━━ Given records
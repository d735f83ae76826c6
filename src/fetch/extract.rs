//! Payload post-processing: optional extraction of a single top-level field
//! from a JSON or YAML payload. The two directives are mutually exclusive;
//! lookups never traverse into nested structures, and the extracted value
//! must be a string.

use std::collections::BTreeMap;

use tonic::Code;

use crate::config::SecretRequest;
use crate::errors::{ProviderError, Result};

/// Apply the request's extraction directive (if any) to the fetched payload.
pub fn apply(request: &SecretRequest, payload: Vec<u8>) -> Result<Vec<u8>> {
    match (&request.extract_json_key, &request.extract_yaml_key) {
        (Some(_), Some(_)) => Err(both_keys_error(&request.resource_uri)),
        (Some(key), None) => extract_json(key, &payload, &request.resource_uri),
        (None, Some(key)) => extract_yaml(key, &payload, &request.resource_uri),
        (None, None) => Ok(payload),
    }
}

/// Error for a request with both extraction modes set. Raised before any
/// backend call so it applies regardless of the fetch result.
pub fn both_keys_error(resource: &str) -> ProviderError {
    ProviderError::fetch(
        Code::InvalidArgument,
        format!(
            "{}: extractJSONKey and extractYAMLKey cannot be set simultaneously",
            resource
        ),
    )
}

fn extract_json(key: &str, payload: &[u8], resource: &str) -> Result<Vec<u8>> {
    let document: serde_json::Value = serde_json::from_slice(payload).map_err(|e| {
        ProviderError::fetch(
            Code::InvalidArgument,
            format!("{}: payload is not valid JSON: {}", resource, e),
        )
    })?;
    let object = document.as_object().ok_or_else(|| {
        ProviderError::fetch(
            Code::InvalidArgument,
            format!("{}: JSON payload is not an object", resource),
        )
    })?;

    match object.get(key) {
        None => Err(ProviderError::fetch(
            Code::InvalidArgument,
            format!("{}: key '{}' not found in JSON payload", resource, key),
        )),
        Some(serde_json::Value::String(value)) => Ok(value.clone().into_bytes()),
        Some(other) => Err(ProviderError::fetch(
            Code::InvalidArgument,
            format!(
                "{}: key '{}' must be a string, found {}",
                resource,
                key,
                json_type_name(other)
            ),
        )),
    }
}

fn extract_yaml(key: &str, payload: &[u8], resource: &str) -> Result<Vec<u8>> {
    let document: BTreeMap<String, serde_yaml::Value> =
        serde_yaml::from_slice(payload).map_err(|e| {
            ProviderError::fetch(
                Code::InvalidArgument,
                format!("{}: payload is not a YAML mapping: {}", resource, e),
            )
        })?;

    match document.get(key) {
        None => Err(ProviderError::fetch(
            Code::InvalidArgument,
            format!("{}: key '{}' not found in YAML payload", resource, key),
        )),
        Some(serde_yaml::Value::String(value)) => Ok(value.clone().into_bytes()),
        Some(other) => Err(ProviderError::fetch(
            Code::InvalidArgument,
            format!(
                "{}: key '{}' must be a string, found {}",
                resource,
                key,
                yaml_type_name(other)
            ),
        )),
    }
}

fn json_type_name(value: &serde_json::Value) -> &'static str {
    match value {
        serde_json::Value::Null => "null",
        serde_json::Value::Bool(_) => "bool",
        serde_json::Value::Number(_) => "number",
        serde_json::Value::String(_) => "string",
        serde_json::Value::Array(_) => "array",
        serde_json::Value::Object(_) => "object",
    }
}

fn yaml_type_name(value: &serde_yaml::Value) -> &'static str {
    match value {
        serde_yaml::Value::Null => "null",
        serde_yaml::Value::Bool(_) => "bool",
        serde_yaml::Value::Number(_) => "number",
        serde_yaml::Value::String(_) => "string",
        serde_yaml::Value::Sequence(_) => "sequence",
        serde_yaml::Value::Mapping(_) => "mapping",
        serde_yaml::Value::Tagged(_) => "tagged",
    }
}

#[cfg(test)]
mod tests {
    use super::*;

    fn request(json_key: Option<&str>, yaml_key: Option<&str>) -> SecretRequest {
        SecretRequest {
            resource_uri: "projects/p/secrets/test/versions/latest".to_string(),
            file_name: None,
            path: Some("out".to_string()),
            mode: None,
            extract_json_key: json_key.map(String::from),
            extract_yaml_key: yaml_key.map(String::from),
        }
    }

    #[test]
    fn passthrough_without_extraction() {
        let payload = b"raw bytes \xff\x00".to_vec();
        let result = apply(&request(None, None), payload.clone()).unwrap();
        assert_eq!(result, payload);
    }

    #[test]
    fn extracts_json_string_value() {
        let payload = br#"{"user":"admin","password":"secret"}"#.to_vec();
        let result = apply(&request(Some("user"), None), payload).unwrap();
        assert_eq!(result, b"admin");
    }

    #[test]
    fn missing_json_key_names_the_key() {
        let payload = br#"{"user":"admin"}"#.to_vec();
        let err = apply(&request(Some("password"), None), payload).unwrap_err();
        assert!(err.to_string().contains("key 'password' not found"));
    }

    #[test]
    fn non_string_json_values_are_rejected_with_type_name() {
        let cases = [
            (r#"{"k": 42}"#, "number"),
            (r#"{"k": true}"#, "bool"),
            (r#"{"k": null}"#, "null"),
            (r#"{"k": {"nested": 1}}"#, "object"),
            (r#"{"k": [1,2]}"#, "array"),
        ];
        for (payload, type_name) in cases {
            let err = apply(&request(Some("k"), None), payload.as_bytes().to_vec()).unwrap_err();
            let message = err.to_string();
            assert!(message.contains("'k'"), "{}", message);
            assert!(message.contains(type_name), "{}", message);
        }
    }

    #[test]
    fn json_lookup_is_top_level_only() {
        let payload = br#"{"outer": {"inner": "value"}}"#.to_vec();
        assert!(apply(&request(Some("inner"), None), payload).is_err());
    }

    #[test]
    fn extracts_yaml_string_value() {
        let payload = b"user: admin\npassword: hunter2\n".to_vec();
        let result = apply(&request(None, Some("password")), payload).unwrap();
        assert_eq!(result, b"hunter2");
    }

    #[test]
    fn missing_yaml_key_is_distinct_error() {
        let payload = b"user: admin\n".to_vec();
        let err = apply(&request(None, Some("token")), payload).unwrap_err();
        assert!(err.to_string().contains("key 'token' not found"));
    }

    #[test]
    fn non_string_yaml_values_are_rejected() {
        let payload = b"count: 3\n".to_vec();
        let err = apply(&request(None, Some("count")), payload).unwrap_err();
        assert!(err.to_string().contains("number"));
    }

    #[test]
    fn both_keys_always_fail() {
        let payload = br#"{"k":"v"}"#.to_vec();
        let err = apply(&request(Some("k"), Some("k")), payload).unwrap_err();
        assert!(err.to_string().contains("cannot be set simultaneously"));
        assert_eq!(err.code(), Code::InvalidArgument);
    }

    #[test]
    fn invalid_json_payload_is_rejected() {
        let payload = b"not json".to_vec();
        assert!(apply(&request(Some("k"), None), payload).is_err());
    }
}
━━━━
Exercise:
Scan the records above for the string "format", then report every line that contains it.

Worked solution:
        format!(
            format!("{}: payload is not valid JSON: {}", resource, e),
            format!("{}: JSON payload is not an object", resource),
            format!("{}: key '{}' not found in JSON payload", resource, key),
            format!(
                format!("{}: payload is not a YAML mapping: {}", resource, e),
            format!("{}: key '{}' not found in YAML payload", resource, key),
            format!(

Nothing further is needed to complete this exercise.